TRENTON, N.J. – It extended from the south Jersey seaside to Newark's gritty streets, leading investigators on what a federal prosecutor dubbed "a corruption tour of New Jersey."
The probe into alleged bribe-taking in the awarding of public contracts culminated in the arrest Thursday of 11 public officials, all but one of them Democrats. Among the arrests: two state lawmakers, two mayors, three city councilmen and several members of school board in Pleasantville, where the scandal had its roots.

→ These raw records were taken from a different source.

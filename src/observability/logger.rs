//! Structured JSON logger
//!
//! One line per event, keys in deterministic order, written synchronously.
//! INFO and WARN go to stdout; ERROR and FATAL go to stderr.

use std::fmt;
use std::io::{self, Write};

use super::events::Event;

/// Log severity
#[derive(Debug, Clone, Copy, PartialEq, Eq, PartialOrd, Ord)]
pub enum Severity {
    Trace = 0,
    Info = 1,
    /// Rejected request or recoverable issue
    Warn = 2,
    Error = 3,
    /// Process cannot continue
    Fatal = 4,
}

impl Severity {
    pub fn as_str(&self) -> &'static str {
        match self {
            Severity::Trace => "TRACE",
            Severity::Info => "INFO",
            Severity::Warn => "WARN",
            Severity::Error => "ERROR",
            Severity::Fatal => "FATAL",
        }
    }

    fn uses_stderr(&self) -> bool {
        *self >= Severity::Error
    }
}

impl fmt::Display for Severity {
    fn fmt(&self, f: &mut fmt::Formatter<'_>) -> fmt::Result {
        write!(f, "{}", self.as_str())
    }
}

pub struct Logger;

impl Logger {
    /// Logs `event` with `fields`, sorted by key.
    pub fn log(severity: Severity, event: &str, fields: &[(&str, &str)]) {
        if severity.uses_stderr() {
            Self::log_to_writer(severity, event, fields, &mut io::stderr());
        } else {
            Self::log_to_writer(severity, event, fields, &mut io::stdout());
        }
    }

    /// Logs a typed event at its default severity.
    pub fn event(event: Event, fields: &[(&str, &str)]) {
        Self::log(event.severity(), event.as_str(), fields);
    }

    fn log_to_writer<W: Write>(
        severity: Severity,
        event: &str,
        fields: &[(&str, &str)],
        writer: &mut W,
    ) {
        let line = Self::render(severity, event, fields);
        // Logging never fails the caller
        let _ = writer.write_all(line.as_bytes());
        let _ = writer.flush();
    }

    fn render(severity: Severity, event: &str, fields: &[(&str, &str)]) -> String {
        let mut output = String::with_capacity(256);

        output.push_str("{\"event\":\"");
        Self::escape_json_string(&mut output, event);
        output.push_str("\",\"severity\":\"");
        output.push_str(severity.as_str());
        output.push('"');

        let mut sorted_fields: Vec<_> = fields.iter().collect();
        sorted_fields.sort_by_key(|(k, _)| *k);

        for (key, value) in sorted_fields {
            output.push_str(",\"");
            Self::escape_json_string(&mut output, key);
            output.push_str("\":\"");
            Self::escape_json_string(&mut output, value);
            output.push('"');
        }

        output.push_str("}\n");
        output
    }

    fn escape_json_string(output: &mut String, s: &str) {
        for c in s.chars() {
            match c {
                '"' => output.push_str("\\\""),
                '\\' => output.push_str("\\\\"),
                '\n' => output.push_str("\\n"),
                '\r' => output.push_str("\\r"),
                '\t' => output.push_str("\\t"),
                c if c.is_control() => {
                    output.push_str(&format!("\\u{:04x}", c as u32));
                }
                c => output.push(c),
            }
        }
    }
}

/// Renders one log line into a buffer
#[cfg(test)]
pub fn capture_log(severity: Severity, event: &str, fields: &[(&str, &str)]) -> String {
    let mut buffer = Vec::new();
    Logger::log_to_writer(severity, event, fields, &mut buffer);
    String::from_utf8(buffer).unwrap()
}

Republican legislators seized on the arrests Friday by calling on Democratic Gov. Jon S. Corzine to order a special legislative session to tackle corruption.
"We need to see real ethics reform now, not next month, not next year, but next week," GOP Assemblyman Bill Baroni said.

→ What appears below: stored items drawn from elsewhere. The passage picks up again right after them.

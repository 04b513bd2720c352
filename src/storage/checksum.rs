//! CRC32 checksums for log records
//!
//! Every record carries a CRC32 (IEEE polynomial) over its length prefix and
//! body. A mismatch on read is treated as corruption.

use crc32fast::Hasher;

/// Computes a CRC32 checksum over the provided bytes.
pub fn compute_checksum(data: &[u8]) -> u32 {
    let mut hasher = Hasher::new();
    hasher.update(data);
    hasher.finalize()
}

/// Returns true if `data` hashes to `expected`.
pub fn verify_checksum(data: &[u8], expected: u32) -> bool {
    compute_checksum(data) == expected
}
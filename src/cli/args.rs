//! CLI argument definitions using clap
//!
//! Commands:
//! - rosterdb init --config <path>
//! - rosterdb serve --config <path> [--port <port>]
//! - rosterdb summary --config <path>

use clap::{Parser, Subcommand};
use std::path::PathBuf;

/// rosterdb - student records over a checksummed document store
#[derive(Parser, Debug)]
#[command(name = "rosterdb")]
#[command(version, about, long_about = None)]
pub struct Cli {
    #[command(subcommand)]
    pub command: Command,
}

#[derive(Subcommand, Debug)]
pub enum Command {
    /// Create the data directory
    Init {
        #[arg(long, default_value = "./rosterdb.json")]
        config: PathBuf,
    },

    /// Open the stores and serve the HTTP API until interrupted
    Serve {
        #[arg(long, default_value = "./rosterdb.json")]
        config: PathBuf,

        /// Overrides the configured port
        #[arg(long)]
        port: Option<u16>,
    },

    /// Print summary statistics as one JSON line and exit
    Summary {
        #[arg(long, default_value = "./rosterdb.json")]
        config: PathBuf,
    },
}

impl Cli {
    pub fn parse_args() -> Self {
        Cli::parse()
    }
}

#[cfg(test)]
mod tests {
    use super::*;

    #[test]
    fn test_serve_port_is_optional() {
        let cli = Cli::try_parse_from(["rosterdb", "serve"]).unwrap();
        match cli.command {
            Command::Serve { config, port } => {
                assert_eq!(config, PathBuf::from("./rosterdb.json"));
                assert_eq!(port, None);
            }
            other => panic!("unexpected command: {:?}", other),
        }
    }

    #[test]
    fn test_serve_with_port() {
        let cli =
            Cli::try_parse_from(["rosterdb", "serve", "--config", "a.json", "--port", "4000"])
                .unwrap();
        assert!(matches!(cli.command, Command::Serve { port: Some(4000), .. }));
    }
}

Corzine's office didn't immediately respond to the Republican demands.
All 11 officials, plus a private individual, are accused of taking cash payments of $1,500 to $17,500 to influence who received public contracts, according to criminal complaints filed by the office of U.S. Attorney Christopher Christie, who was appointed by President Bush.
The 12 suspects, wearing handcuffs and leg shackles, made initial court appearances Thursday afternoon. The charges were explained, they were advised of their rights and a $200,000 unsecured bond was set for each.
The arrests shook a state already suffering from an overdose of political corruption.
Christie noted that 108 public officials in New Jersey have been convicted of federal corruption charges in the past five years. He marveled at the "stupidity and greed" of those who would continue to flout the law.
"The conclusion I draw is they don't care," he said. "They care more about themselves than the public they are elected to serve."
The investigation began last year, focusing first on the Pleasantville schools. The FBI established a fake insurance brokerage purporting to employ the government's two cooperating witnesses and undercover agents.
The probe widened when Pleasantville school board members referred the cooperating witnesses to public officials in northern New Jersey, according to the criminal complaints released by the U.S. Attorney's Office.
"The corrupt political culture in this state that goes from south to north is laid out in great detail in these complaints," Christie said. "This pattern of corruption infects every level of government — from the local school board to the highest levels of state government."
Assemblymen Mims Hackett Jr. and Alfred E. Steele were arrested, as was Passaic Mayor Samuel Rivera. Hackett is also mayor of the city of Orange.
Assembly Speaker Joseph Roberts Jr. announced Friday that Hackett and Steele were immediately resigning from their committee posts, and Steele would relinquish his deputy speaker title. But neither resigned from the Assembly.
Also arrested were Keith Reid, the chief of staff to Newark's City Council president; Passaic councilmen Marcellus Jackson and Jonathan Soto, the lone Republican charged; two Pleasantville school board members and three former members; and a private citizen. One of the former school board members is now a Pleasantville city councilman.
The arrests of Hackett, charged with taking $5,000, and Steele, charged with taking $14,000, mean four Democratic state legislators face federal corruption charges. Democratic Sens. Wayne Bryant of Lawnside and Sharpe James of Newark were indicted earlier this year.
Attorneys for Steele and Hackett said they would plead not guilty, but declined further comment. Telephone messages seeking comment from others charged in the probe were not returned.